Так что администрация Буша, отстраивая новый миропорядок, избирает действия, соответствующие решению наиболее насущных проблем, в том числе наращивая статусную капитализацию Америки и взимая с мира своеобразную "ренту управления".

Еще одной палочкой-выручалочкой для американской промышленности является создание искусственных предметных полей деятельности. При этом используются не только такие механизмы, как финансово-информационные пузыри, модификация законодательства, умелое управление потребительским обществом и модой, но также методы, характерные для "деструктивной экономики", сформировавшейся в ходе высокотехнологичных войн ХХ века: производство средств уничтожения, деконструкция материальной среды обитания и ее последующее восстановление. Отсюда – повышение оборонных расходов, дорогостоящие боевые действия и борьба за послевоенные возможности и контракты.

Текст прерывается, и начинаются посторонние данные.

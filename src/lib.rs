//! Mir: pluggable router code generation
//!
//! A parser turns route-description entries into [`Descriptor`]s and a
//! generator renders them into router registration code. Both are plugins
//! looked up by name in a [`PluginRegistry`]; an [`Engine`] drives one run,
//! either serially or with the two stages running as concurrent tasks joined
//! by an [`ExecutionContext`].

pub mod config;
pub mod descriptor;
pub mod engine;
pub mod error;
pub mod logging;
pub mod options;
pub mod pipeline;
pub mod plugin;
pub mod registry;

pub use descriptor::{Descriptor, Descriptors, Entry, FieldDescriptor};
pub use engine::Engine;
pub use error::{MirError, PluginKind};
pub use options::{InitOption, InitOpts, Options, RunMode};
pub use pipeline::ExecutionContext;
pub use plugin::{Generator, Parser, Plugin};
pub use registry::PluginRegistry;

#[doc(hidden)]
pub mod __private {
    pub use tracing;
}
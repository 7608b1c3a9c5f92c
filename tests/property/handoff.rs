//! Property-based tests for FIFO descriptor handoff between concurrent stages

use mir::pipeline::ExecutionContext;
use mir::Descriptor;
use proptest::prelude::*;

fn runtime() -> tokio::runtime::Runtime {
    tokio::runtime::Builder::new_multi_thread()
        .worker_threads(2)
        .enable_all()
        .build()
        .unwrap()
}

/// Send `groups` through a fresh context and return what the receiving side saw.
fn hand_off(capacity: usize, groups: Vec<String>) -> (Vec<String>, Result<(), mir::MirError>) {
    runtime().block_on(async move {
        let ctx = ExecutionContext::new(capacity);
        let (rx, tx) = ctx.pipe();

        let parser = {
            let ctx = ctx.clone();
            tokio::spawn(async move {
                for group in groups {
                    tx.send(Descriptor::new(group, "Site")).await.unwrap();
                }
                ctx.parser_done();
            })
        };
        let generator = {
            let ctx = ctx.clone();
            tokio::spawn(async move {
                let mut seen = Vec::new();
                while let Some(desc) = rx.recv().await {
                    seen.push(desc.group);
                }
                ctx.generator_done();
                seen
            })
        };

        let outcome = ctx.wait().await;
        parser.await.unwrap();
        (generator.await.unwrap(), outcome)
    })
}

proptest! {
    #![proptest_config(ProptestConfig::with_cases(48))]

    #[test]
    fn test_generator_sees_parser_order(
        capacity in 0usize..4,
        groups in prop::collection::vec("[a-z]{1,6}", 0..40),
    ) {
        let (seen, outcome) = hand_off(capacity, groups.clone());
        prop_assert_eq!(outcome, Ok(()));
        prop_assert_eq!(seen, groups);
    }
}
//! Property-based tests for last-writer-wins option resolution

use mir::options::{InitOption, InitOpts, Options, RunMode};
use proptest::prelude::*;
use std::path::PathBuf;

fn run_mode_strategy() -> impl Strategy<Value = RunMode> {
    prop_oneof![
        Just(RunMode::Serial),
        Just(RunMode::SerialDebug),
        Just(RunMode::Concurrent),
        Just(RunMode::ConcurrentDebug),
    ]
}

fn option_strategy() -> impl Strategy<Value = InitOption> {
    prop_oneof![
        run_mode_strategy().prop_map(InitOption::RunMode),
        "[a-z]{1,8}".prop_map(InitOption::GeneratorName),
        "[a-z]{1,8}".prop_map(InitOption::ParserName),
        "[a-z/]{1,12}".prop_map(|p| InitOption::SinkPath(PathBuf::from(p))),
        "[a-z]{0,6}".prop_map(InitOption::DefaultTag),
        any::<bool>().prop_map(InitOption::NoneQuery),
        any::<bool>().prop_map(InitOption::Cleanup),
    ]
}

/// Field-by-field expectation: the last option touching a field decides it.
fn expected(options: &[InitOption]) -> InitOpts {
    let mut opts = InitOpts::default();
    let last = |pick: &dyn Fn(&InitOption) -> bool| options.iter().rev().find(|o| pick(o)).cloned();

    if let Some(InitOption::RunMode(mode)) = last(&|o| matches!(o, InitOption::RunMode(_))) {
        opts.run_mode = mode;
    }
    if let Some(InitOption::GeneratorName(name)) = last(&|o| matches!(o, InitOption::GeneratorName(_))) {
        opts.generator_name = name;
    }
    if let Some(InitOption::ParserName(name)) = last(&|o| matches!(o, InitOption::ParserName(_))) {
        opts.parser_name = name;
    }
    if let Some(InitOption::SinkPath(path)) = last(&|o| matches!(o, InitOption::SinkPath(_))) {
        opts.sink_path = path;
    }
    if let Some(InitOption::DefaultTag(tag)) = last(&|o| matches!(o, InitOption::DefaultTag(_))) {
        opts.default_tag = tag;
    }
    if let Some(InitOption::NoneQuery(enable)) = last(&|o| matches!(o, InitOption::NoneQuery(_))) {
        opts.none_query = enable;
    }
    if let Some(InitOption::Cleanup(enable)) = last(&|o| matches!(o, InitOption::Cleanup(_))) {
        opts.cleanup = enable;
    }
    opts
}

proptest! {
    #[test]
    fn test_last_option_per_field_wins(options in prop::collection::vec(option_strategy(), 0..16)) {
        let resolved = Options::from(options.clone()).init_opts();
        prop_assert_eq!(resolved, expected(&options));
    }

    #[test]
    fn test_repeating_an_option_is_idempotent(option in option_strategy(), times in 1usize..5) {
        let once = Options::from(vec![option.clone()]).init_opts();
        let repeated = Options::from(vec![option; times]).init_opts();
        prop_assert_eq!(once, repeated);
    }
}

#[test]
fn test_empty_options_yield_documented_defaults() {
    let opts = Options::new().init_opts();
    assert_eq!(opts.run_mode, RunMode::Serial);
    assert_eq!(opts.parser_name, "structTag");
    assert_eq!(opts.sink_path, PathBuf::from(".gen"));
    assert_eq!(opts.default_tag, "mir");
    assert!(opts.cleanup);
}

Это одновременно помогает Америке выстраивать трансграничную систему силовых модулей – опорных пунктов с не слишком ясным международно-правовым статусом при наличии боеспособных частей, находящихся в перманентно алертном состоянии. Они отрабатывают новые способы обеспечения господства и безопасности, постоянно ведя боевые действия низкой интенсивности, испытывая экспериментальные военные технологии и новые виды оружия, а также апробируя другие властные конфигурации для управления и контроля над миром, в частности, над таким турбулентным регионом, как Большой Ближний Восток, протянувшийся от Косова до Афганистана.